Гурьян не прошел в президиум, где за голым столом сидел окруженный партийцами Стуков.
Директор сел в угол и из темноты встретил направленный на него взгляд Рашпиндаева.
– Товарищ Нарыков! – Секретарь ячейки перепрыгнул через скамью и отгородил Гурьяна от массы. – Что это, понимаешь, за канитель такая. Заграбастали лучших спецов, а тут разные Пеночкины соли подсыпают. Неужели партия не долбанет таких по макушке хорошим кулаком. – Рашпиндаев разорвал пачку папирос и закурил, с жадностью глотая дым. Директор шире открыл воспаленные глаза, всматривался в пылающее круглое лицо собеседника.
– Ты взаправду или юлишь?
– Что за недоверие, товарищ Нарыков. Если были заблуждения… но ведь теперь мы о Пеночкине и ему подобных сделали оргвыводы… Что ж я за сукин сын буду, ежели стану отрицать достижения и прочее. На кой же я черт бывший молотобоец, ежели не с партией и ее лучшими товарищами. Тут кое-кто подтыривает насчет твоей женитьбы, но за каким же хреном мы коммунисты, когда тянем быт в лужу…
Рашпиндаев вздрогнул на свист звонка и, расталкивая локтями сбившихся в проходах партийцев, пробрался на передние места.
Наступившая тишина придавила Гурьяна. Расположенный к мнительности, он опять терзался.
«А вдруг партия найдет?» – Но что найдет, он недоумевал. Понятным было одно, что этот незначительный эпизод может стать сигналом к катастрофе.
При плохом свете лицо Стукова показалось директору безглазым, и не дошли слова, которыми секретарь объявил повестку собрания.
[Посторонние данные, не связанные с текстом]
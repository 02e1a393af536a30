//! Debt ("nasiya") payment engine
//!
//! Applies one payment against an open debt and closes the debt in the same
//! transaction the moment the paid total reaches the debt total. Closed
//! debts accept no further payments.

use rust_decimal::Decimal;
use serde::{Deserialize, Serialize};
use sqlx::{PgConnection, PgPool};

use shared::models::{is_settled, Customer, Debt, DebtPayment, Sale, User};
use shared::types::{DebtStatus, PaymentMethod};
use shared::validation::is_valid_amount;

use crate::error::{AppError, AppResult};
use crate::models::{CustomerRow, DebtPaymentRow, DebtRow, SaleRow, UserRow};

/// Debt service owning the payment transaction and debt listings
#[derive(Clone)]
pub struct DebtService {
    db: PgPool,
}

/// Input for applying a payment to a debt
#[derive(Debug, Deserialize)]
#[serde(rename_all = "camelCase")]
pub struct ApplyPaymentInput {
    pub amount: Option<Decimal>,
    pub payment_type: Option<String>,
}

/// Filters for listing debts
#[derive(Debug, Deserialize)]
pub struct DebtListQuery {
    pub status: Option<String>,
}

/// A sale together with its seller, as nested under a debt
#[derive(Debug, Serialize)]
#[serde(rename_all = "camelCase")]
pub struct SaleWithSeller {
    #[serde(flatten)]
    pub sale: Sale,
    pub seller: User,
}

/// The full debt graph returned to the cashier UI
#[derive(Debug, Serialize)]
#[serde(rename_all = "camelCase")]
pub struct DebtWithDetails {
    #[serde(flatten)]
    pub debt: Debt,
    pub customer: Customer,
    pub sale: SaleWithSeller,
    pub payments: Vec<DebtPayment>,
}

/// Pre-transaction validation of a payment request.
pub(crate) fn validate_payment_input(
    input: &ApplyPaymentInput,
) -> AppResult<(Decimal, PaymentMethod)> {
    let amount = input
        .amount
        .filter(|a| is_valid_amount(*a))
        .ok_or(AppError::BadAmount)?;
    let method = input
        .payment_type
        .as_deref()
        .and_then(|s| s.parse::<PaymentMethod>().ok())
        .ok_or(AppError::BadPaymentType)?;
    Ok((amount, method))
}

impl DebtService {
    pub fn new(db: PgPool) -> Self {
        Self { db }
    }

    /// Apply one payment atomically. The closure check uses the
    /// post-increment paid total, so a payment that exactly meets or
    /// overshoots the balance closes the debt in the same transaction.
    pub async fn apply_payment(
        &self,
        debt_id: i64,
        actor_id: i64,
        input: ApplyPaymentInput,
    ) -> AppResult<DebtWithDetails> {
        let (amount, method) = validate_payment_input(&input)?;

        let mut tx = self.db.begin().await?;

        // Serialize concurrent payments on the same debt.
        let debt = sqlx::query_as::<_, DebtRow>(
            r#"
            SELECT id, customer_id, sale_id, debt_total, paid_total, status, created_at
            FROM debts
            WHERE id = $1
            FOR UPDATE
            "#,
        )
        .bind(debt_id)
        .fetch_optional(&mut *tx)
        .await?
        .ok_or(AppError::DebtNotFound)?;

        let status = debt
            .status
            .parse::<DebtStatus>()
            .map_err(anyhow::Error::new)?;
        if status == DebtStatus::Closed {
            return Err(AppError::DebtAlreadyClosed);
        }

        sqlx::query(
            "INSERT INTO debt_payments (debt_id, amount, payment_type, created_by) VALUES ($1, $2, $3, $4)",
        )
        .bind(debt_id)
        .bind(amount)
        .bind(method.as_str())
        .bind(actor_id)
        .execute(&mut *tx)
        .await?;

        let (paid_total, debt_total): (Decimal, Decimal) = sqlx::query_as(
            "UPDATE debts SET paid_total = paid_total + $1 WHERE id = $2 RETURNING paid_total, debt_total",
        )
        .bind(amount)
        .bind(debt_id)
        .fetch_one(&mut *tx)
        .await?;

        if is_settled(paid_total, debt_total) {
            sqlx::query("UPDATE debts SET status = $1 WHERE id = $2")
                .bind(DebtStatus::Closed.as_str())
                .bind(debt_id)
                .execute(&mut *tx)
                .await?;
        }

        let graph = fetch_debt_graph(&mut tx, debt_id).await?;

        tx.commit().await?;

        tracing::info!(debt_id, %amount, "debt payment applied");

        Ok(graph)
    }

    /// List debts newest first, optionally filtered by status. An
    /// unrecognized status filter is ignored.
    pub async fn list_debts(&self, query: &DebtListQuery) -> AppResult<Vec<DebtWithDetails>> {
        let status = query
            .status
            .as_deref()
            .and_then(|s| s.parse::<DebtStatus>().ok());

        let rows = sqlx::query_as::<_, DebtRow>(
            r#"
            SELECT id, customer_id, sale_id, debt_total, paid_total, status, created_at
            FROM debts
            WHERE ($1::text IS NULL OR status = $1)
            ORDER BY created_at DESC
            "#,
        )
        .bind(status.map(|s| s.as_str()))
        .fetch_all(&self.db)
        .await?;

        let mut conn = self.db.acquire().await?;
        let mut debts = Vec::with_capacity(rows.len());
        for row in rows {
            debts.push(assemble_debt(&mut *conn, row).await?);
        }
        Ok(debts)
    }
}

/// Re-read the full debt graph on the same connection that wrote it.
async fn fetch_debt_graph(
    tx: &mut sqlx::Transaction<'_, sqlx::Postgres>,
    debt_id: i64,
) -> AppResult<DebtWithDetails> {
    let row = sqlx::query_as::<_, DebtRow>(
        r#"
        SELECT id, customer_id, sale_id, debt_total, paid_total, status, created_at
        FROM debts
        WHERE id = $1
        "#,
    )
    .bind(debt_id)
    .fetch_optional(&mut **tx)
    .await?
    .ok_or(AppError::DebtNotFound)?;

    assemble_debt(&mut **tx, row).await
}

/// Build the response graph for one debt row.
async fn assemble_debt(conn: &mut PgConnection, row: DebtRow) -> AppResult<DebtWithDetails> {
    let customer_row = sqlx::query_as::<_, CustomerRow>(
        "SELECT id, full_name, phone, address, created_at FROM customers WHERE id = $1",
    )
    .bind(row.customer_id)
    .fetch_one(&mut *conn)
    .await?;

    let sale_row = sqlx::query_as::<_, SaleRow>(
        r#"
        SELECT id, receipt_no, seller_id, total, discount, payment_type,
               cash_amount, card_amount, customer_id, created_at
        FROM sales
        WHERE id = $1
        "#,
    )
    .bind(row.sale_id)
    .fetch_one(&mut *conn)
    .await?;

    let seller_row = sqlx::query_as::<_, UserRow>(
        "SELECT id, full_name, login, role, is_active, created_at FROM users WHERE id = $1",
    )
    .bind(sale_row.seller_id)
    .fetch_one(&mut *conn)
    .await?;

    let payment_rows = sqlx::query_as::<_, DebtPaymentRow>(
        "SELECT id, debt_id, amount, payment_type, created_by, created_at FROM debt_payments WHERE debt_id = $1 ORDER BY created_at",
    )
    .bind(row.id)
    .fetch_all(&mut *conn)
    .await?;

    let payments = payment_rows
        .into_iter()
        .map(DebtPayment::try_from)
        .collect::<Result<Vec<_>, _>>()?;

    Ok(DebtWithDetails {
        debt: Debt::try_from(row)?,
        customer: Customer::from(customer_row),
        sale: SaleWithSeller {
            sale: Sale::try_from(sale_row)?,
            seller: User::try_from(seller_row)?,
        },
        payments,
    })
}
Шум на передних местах и чья-то широкая спина помешали Гурьяну уследить, как на сцену взобрался Рашпиндаев. Кепка с широким козырьком у него съехала на затылок.
– Товарищи, внимание! – Рашпиндаев приподнялся на носках, заскрипел сапогами. – Товарищи, это оскорбление рабочей горняцкой партийной организации. Тут, надо понимать, мировое вредительство. Наша ячейка вылечилась от этой болезни, и я должен покаяться перед партией, как перед родной матерью. Правильно вело нас руководство и сейчас не сдает завоеваний первой пятилетки в четыре года.
– Ну, захлопает теперь… Барабан пустой.
Гурьян оглянулся на голос соседа и стиснул зубы. Недалеко от него сидел, вытянув шею, Пеночкин. Рашпиндаеву громко похлопали. Это и сорвало с места Пеночкина.
– Неправильно! – голос сорвался, пустил петуха. – Как ты перекрасился. – Пеночкин жег глазами Рашпиндаева. – Перелетная птичка. А раньше-то не ты звонил, что директор собачью свадьбу развел! И за дело упрятали спецов. Думаете, мы здесь умники, а край дурак! Да неужто там чурбашки сидят… Где у нас толк вышел. Разляпались только и ползаем в грязи, как мокрые мыши.
– Ложь! Вред! – Рашпиндаев под выкрики шахтеров грудью пер на Пеночкина и окружавших его небольшим кольцом недавно появившихся на руднике рабочих.
– Ты кулацкая похлебка, сукин сын! – неистовствовал Рашпиндаев. – Добрых рабочих пакостишь. Клином обойдется тебе эта игрушка.
За Рашпиндаевым грозной стеной поднимались старые шахтеры. И от их взглядов, от метко брошенных слов Пеночкин со своими отступал к порогу. Умолкли не скоро. На том месте сцены, откуда только что говорил Рашпиндаев, стоял старик с клочковатой посеребренной бородкой.